◆ EXERCISE REQUIREMENTS: Every line from the one containing "Self::from_yaml_str(&content)" to the one containing "use std::sync::Arc;" in the records below, both included, must be set down exactly, and no other line.

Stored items

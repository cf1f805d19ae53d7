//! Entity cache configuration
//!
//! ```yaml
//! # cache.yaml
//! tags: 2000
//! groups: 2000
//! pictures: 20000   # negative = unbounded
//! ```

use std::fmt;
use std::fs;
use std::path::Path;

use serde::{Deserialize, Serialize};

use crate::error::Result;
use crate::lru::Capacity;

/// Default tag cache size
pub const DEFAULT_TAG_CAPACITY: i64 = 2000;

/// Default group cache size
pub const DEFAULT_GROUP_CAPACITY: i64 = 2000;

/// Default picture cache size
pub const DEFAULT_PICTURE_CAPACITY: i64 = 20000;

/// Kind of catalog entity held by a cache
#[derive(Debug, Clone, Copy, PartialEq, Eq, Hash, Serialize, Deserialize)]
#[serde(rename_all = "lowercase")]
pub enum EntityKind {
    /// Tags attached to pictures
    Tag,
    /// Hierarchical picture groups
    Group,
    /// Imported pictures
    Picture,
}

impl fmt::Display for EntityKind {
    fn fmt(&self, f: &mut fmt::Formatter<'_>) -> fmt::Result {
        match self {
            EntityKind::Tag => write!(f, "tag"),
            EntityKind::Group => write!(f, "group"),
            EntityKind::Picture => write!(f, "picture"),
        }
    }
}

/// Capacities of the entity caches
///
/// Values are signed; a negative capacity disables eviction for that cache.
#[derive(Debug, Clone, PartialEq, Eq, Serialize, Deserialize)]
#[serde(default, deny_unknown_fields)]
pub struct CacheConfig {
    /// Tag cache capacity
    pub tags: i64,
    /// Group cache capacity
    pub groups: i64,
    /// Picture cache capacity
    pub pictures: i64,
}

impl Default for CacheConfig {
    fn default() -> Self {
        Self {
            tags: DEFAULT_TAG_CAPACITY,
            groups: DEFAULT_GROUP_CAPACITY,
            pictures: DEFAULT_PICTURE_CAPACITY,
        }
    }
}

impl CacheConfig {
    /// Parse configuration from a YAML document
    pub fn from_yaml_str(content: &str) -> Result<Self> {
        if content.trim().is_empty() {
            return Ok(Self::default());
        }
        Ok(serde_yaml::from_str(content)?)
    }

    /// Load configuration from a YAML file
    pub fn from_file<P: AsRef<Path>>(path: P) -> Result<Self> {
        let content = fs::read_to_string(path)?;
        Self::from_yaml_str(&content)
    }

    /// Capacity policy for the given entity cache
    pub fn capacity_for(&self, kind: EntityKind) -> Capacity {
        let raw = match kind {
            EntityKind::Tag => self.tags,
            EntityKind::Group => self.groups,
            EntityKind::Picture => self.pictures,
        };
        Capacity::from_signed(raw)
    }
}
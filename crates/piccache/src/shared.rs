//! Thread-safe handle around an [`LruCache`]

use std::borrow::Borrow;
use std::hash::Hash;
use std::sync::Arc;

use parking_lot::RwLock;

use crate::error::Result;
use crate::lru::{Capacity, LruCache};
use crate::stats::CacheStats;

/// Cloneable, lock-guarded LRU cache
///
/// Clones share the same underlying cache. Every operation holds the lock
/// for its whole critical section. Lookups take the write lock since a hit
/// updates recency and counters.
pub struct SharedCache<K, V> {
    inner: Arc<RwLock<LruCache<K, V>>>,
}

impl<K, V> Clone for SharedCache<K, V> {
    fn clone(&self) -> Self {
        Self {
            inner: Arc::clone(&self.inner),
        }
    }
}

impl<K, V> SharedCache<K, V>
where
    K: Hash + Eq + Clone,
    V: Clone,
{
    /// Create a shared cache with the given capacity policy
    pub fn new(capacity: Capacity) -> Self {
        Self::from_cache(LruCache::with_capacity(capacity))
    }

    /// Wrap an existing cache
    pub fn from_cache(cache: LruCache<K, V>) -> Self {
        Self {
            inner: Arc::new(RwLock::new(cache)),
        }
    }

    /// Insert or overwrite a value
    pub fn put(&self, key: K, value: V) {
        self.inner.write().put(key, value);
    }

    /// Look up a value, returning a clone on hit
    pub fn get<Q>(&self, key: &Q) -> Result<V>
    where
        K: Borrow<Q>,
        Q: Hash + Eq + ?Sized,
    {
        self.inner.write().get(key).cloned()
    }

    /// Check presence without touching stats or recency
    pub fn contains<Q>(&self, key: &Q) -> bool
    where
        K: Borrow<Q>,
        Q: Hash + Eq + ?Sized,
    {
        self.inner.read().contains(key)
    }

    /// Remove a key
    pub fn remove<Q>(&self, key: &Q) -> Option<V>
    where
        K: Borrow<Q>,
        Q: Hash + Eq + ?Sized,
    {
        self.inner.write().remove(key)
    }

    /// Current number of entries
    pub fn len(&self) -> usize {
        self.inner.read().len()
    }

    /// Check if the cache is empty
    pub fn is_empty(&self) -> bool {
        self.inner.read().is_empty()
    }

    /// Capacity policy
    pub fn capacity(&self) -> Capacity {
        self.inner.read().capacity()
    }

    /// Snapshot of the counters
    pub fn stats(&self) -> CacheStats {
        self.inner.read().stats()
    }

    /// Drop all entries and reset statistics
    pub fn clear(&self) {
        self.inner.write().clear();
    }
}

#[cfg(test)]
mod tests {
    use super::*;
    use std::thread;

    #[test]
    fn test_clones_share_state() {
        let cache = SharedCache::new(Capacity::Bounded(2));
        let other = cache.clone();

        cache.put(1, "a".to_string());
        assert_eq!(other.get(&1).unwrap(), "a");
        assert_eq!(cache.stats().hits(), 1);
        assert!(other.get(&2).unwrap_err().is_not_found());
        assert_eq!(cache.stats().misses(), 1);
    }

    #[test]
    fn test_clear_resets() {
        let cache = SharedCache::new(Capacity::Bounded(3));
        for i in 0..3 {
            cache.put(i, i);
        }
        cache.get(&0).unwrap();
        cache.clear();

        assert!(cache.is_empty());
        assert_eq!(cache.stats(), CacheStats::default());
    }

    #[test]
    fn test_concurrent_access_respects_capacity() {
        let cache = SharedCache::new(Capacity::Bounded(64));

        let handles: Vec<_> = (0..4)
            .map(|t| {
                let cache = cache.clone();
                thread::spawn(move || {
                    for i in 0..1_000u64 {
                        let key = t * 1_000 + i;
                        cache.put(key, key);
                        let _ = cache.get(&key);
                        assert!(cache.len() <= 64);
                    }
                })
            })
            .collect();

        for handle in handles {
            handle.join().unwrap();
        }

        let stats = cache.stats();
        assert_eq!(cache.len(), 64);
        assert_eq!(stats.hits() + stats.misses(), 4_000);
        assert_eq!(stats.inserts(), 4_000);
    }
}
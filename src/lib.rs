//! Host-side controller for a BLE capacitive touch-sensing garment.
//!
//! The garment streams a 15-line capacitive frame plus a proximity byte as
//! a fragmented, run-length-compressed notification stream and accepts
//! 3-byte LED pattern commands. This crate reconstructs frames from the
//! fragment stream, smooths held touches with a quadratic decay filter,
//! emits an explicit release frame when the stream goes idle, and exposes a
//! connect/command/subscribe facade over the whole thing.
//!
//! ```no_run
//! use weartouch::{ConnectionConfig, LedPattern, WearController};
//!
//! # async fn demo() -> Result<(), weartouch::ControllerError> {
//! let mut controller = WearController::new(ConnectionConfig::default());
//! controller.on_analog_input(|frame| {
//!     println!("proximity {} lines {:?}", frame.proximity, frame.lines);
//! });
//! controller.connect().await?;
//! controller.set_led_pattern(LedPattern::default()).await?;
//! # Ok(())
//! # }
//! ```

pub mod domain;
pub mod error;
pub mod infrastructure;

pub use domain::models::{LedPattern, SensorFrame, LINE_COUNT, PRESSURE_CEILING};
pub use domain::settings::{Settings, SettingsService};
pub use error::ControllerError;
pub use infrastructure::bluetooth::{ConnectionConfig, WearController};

◆ WRITTEN SOLUTION:
        Self::from_yaml_str(&content)
    }

    /// Capacity policy for the given entity cache
    pub fn capacity_for(&self, kind: EntityKind) -> Capacity {
        let raw = match kind {
            EntityKind::Tag => self.tags,
            EntityKind::Group => self.groups,
            EntityKind::Picture => self.pictures,
        };
        Capacity::from_signed(raw)
    }
}
filename crates/piccache/src/shared.rs
//! Thread-safe handle around an [`LruCache`]

use std::borrow::Borrow;
use std::hash::Hash;
use std::sync::Arc;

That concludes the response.